O governo iraniano também começou a impor sanções financeiras como parte da repressão.
As propriedades de 40 pessoas identificadas como “traidores do país e aqueles que tomaram medidas contra a segurança e estabilidade do país” foram confiscadas. De acordo com um relatório O site de notícias judiciário do Irã, Mizan, publicou na semana passada.
Os altos funcionários do país estabeleceram uma linha dura contra qualquer potencial agitação interna no início da guerra. O chefe da Polícia Nacional, Ahmed Reza Radan, disse isso Entrevista com Rashtriya TV Quaisquer manifestantes no meio da marcha serão tratados como “inimigos”.
As forças de segurança mostraram as suas intenções mortais mesmo antes desse aviso: de acordo com o Bahrein da Amnistia Internacional, alguns foram mortos no primeiro dia da guerra para celebrar publicamente a morte do Líder Supremo, Aiatolá Ali Khamenei.
Khamenei foi morto juntamente com outros oficiais de alto escalão na salva de abertura da guerra, em 28 de fevereiro.
Não houve protestos significativos desde o início da guerra, enquanto os iranianos comuns lutavam para permanecer seguros e sobreviver.
Biglari, 19 anos, executado no início de abril, estava tendo aulas de música e economizando dinheiro para comprar um computador.
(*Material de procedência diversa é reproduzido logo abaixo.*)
//! Left-to-right reduction of the token buffer
//!
//! Reduction walks the buffer once: the first token seeds an `f64`
//! accumulator, every operator token becomes the pending operator
//! (overwriting any previous one), and every numeric token folds into the
//! accumulator through the pending operator. There is no precedence and no
//! guard on division by zero; IEEE semantics carry through to the display.

use super::token::{Operator, Token};

/// Applies a binary operator to two operands
#[must_use]
pub fn calculate(x: f64, y: f64, op: Operator) -> f64 {
    match op {
        Operator::Add => x + y,
        Operator::Subtract => x - y,
        Operator::Multiply => x * y,
        Operator::Divide => x / y,
    }
}

/// Parses a numeric token leniently
///
/// A token that fails to parse is a defect upstream; it is logged and
/// contributes zero so the calculator stays interactive.
#[must_use]
pub fn parse_number(text: &str) -> f64 {
    match text.parse::<f64>() {
        Ok(value) => value,
        Err(_) => {
            tracing::error!("could not parse '{text}' as a number");
            0.0
        }
    }
}

/// Reduces a token sequence to a single value
#[must_use]
pub fn reduce(tokens: &[Token]) -> f64 {
    let mut iter = tokens.iter();
    let mut acc = iter.next().map_or(0.0, |first| parse_number(&first.text()));
    let mut pending: Option<Operator> = None;

    for token in iter {
        match token {
            Token::Op(op) => pending = Some(*op),
            Token::Number(literal) => {
                let operand = parse_number(literal);
                acc = match pending.take() {
                    Some(op) => calculate(acc, operand, op),
                    // No operator yet: the operand stands alone.
                    None => operand,
                };
            }
        }
    }

    acc
}

/// Formats a reduction result for display
///
/// Whole numbers render without a fractional part, fractions are trimmed to
/// at most ten decimals, and non-finite values keep their standard `f64`
/// rendering (`inf`, `-inf`, `NaN`).
#[must_use]
pub fn format_number(value: f64) -> String {
    if !value.is_finite() {
        return value.to_string();
    }
    if value.fract() == 0.0 && value.abs() < 1e15 {
        format!("{value:.0}")
    } else {
        let formatted = format!("{value:.10}");
        formatted
            .trim_end_matches('0')
            .trim_end_matches('.')
            .to_string()
    }
}
//! Terminal frontend for the calculator

mod app;
mod input;
mod keypad;
mod ui;

pub use app::CalculatorApp;
pub use input::{InputHandler, KeyAction};
pub use keypad::KeypadWidget;
pub use ui::{render, CalculatorUi};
Na noite de sua prisão, no início de janeiro, Biglari voltava para casa do trabalho e foi preso em uma área onde ocorriam protestos e um prédio havia sido incendiado, segundo o parente.
Membros da força paramilitar Basij empurraram Biglari e alguns outros para a sua base e confrontaram-nos lá, disse o familiar.
Na altura, milhares de manifestantes antigovernamentais saíram às ruas em cidades de todo o país e as forças de segurança estavam em vigor. Biglari foi acusado de invadir uma instalação militar e incendiar o prédio Site de notícias de Mizan. Membros da família disseram que Biglari não desempenhou nenhum papel no incêndio do prédio. O advogado de Biglari, Hasan Agakhani, deu esta informação Site de notícias MTED Ele não foi autorizado a revisar o caso ou apresentar defesa em fevereiro.
Após a execução, as autoridades iranianas recusaram-se a devolver o corpo de Biglari à família ou a dizer onde seria enterrado, segundo o familiar.
O judiciário do Irã não respondeu ao pedido de comentários da NBC News.
O presidente Donald Trump disse repetidamente que a actual liderança do Irão parece mais racional do que as autoridades com quem os Estados Unidos lidaram antes da guerra. Mas grupos de direitos humanos dizem que um grupo mais linha-dura lidera agora o país, que irá reprimir mais duramente a agitação interna quando a guerra terminar.
“Não vimos qualquer racionalização, flexibilidade ou reconciliação a nível nacional por parte da actual liderança”, disse Hadi Ghaimi, director executivo do Centro para os Direitos Humanos no Irão, um grupo de defesa com sede em Nova Iorque, acrescentando: “Penso que o futuro, especialmente depois de a guerra estar resolvida, poderá ser muito sangrento”.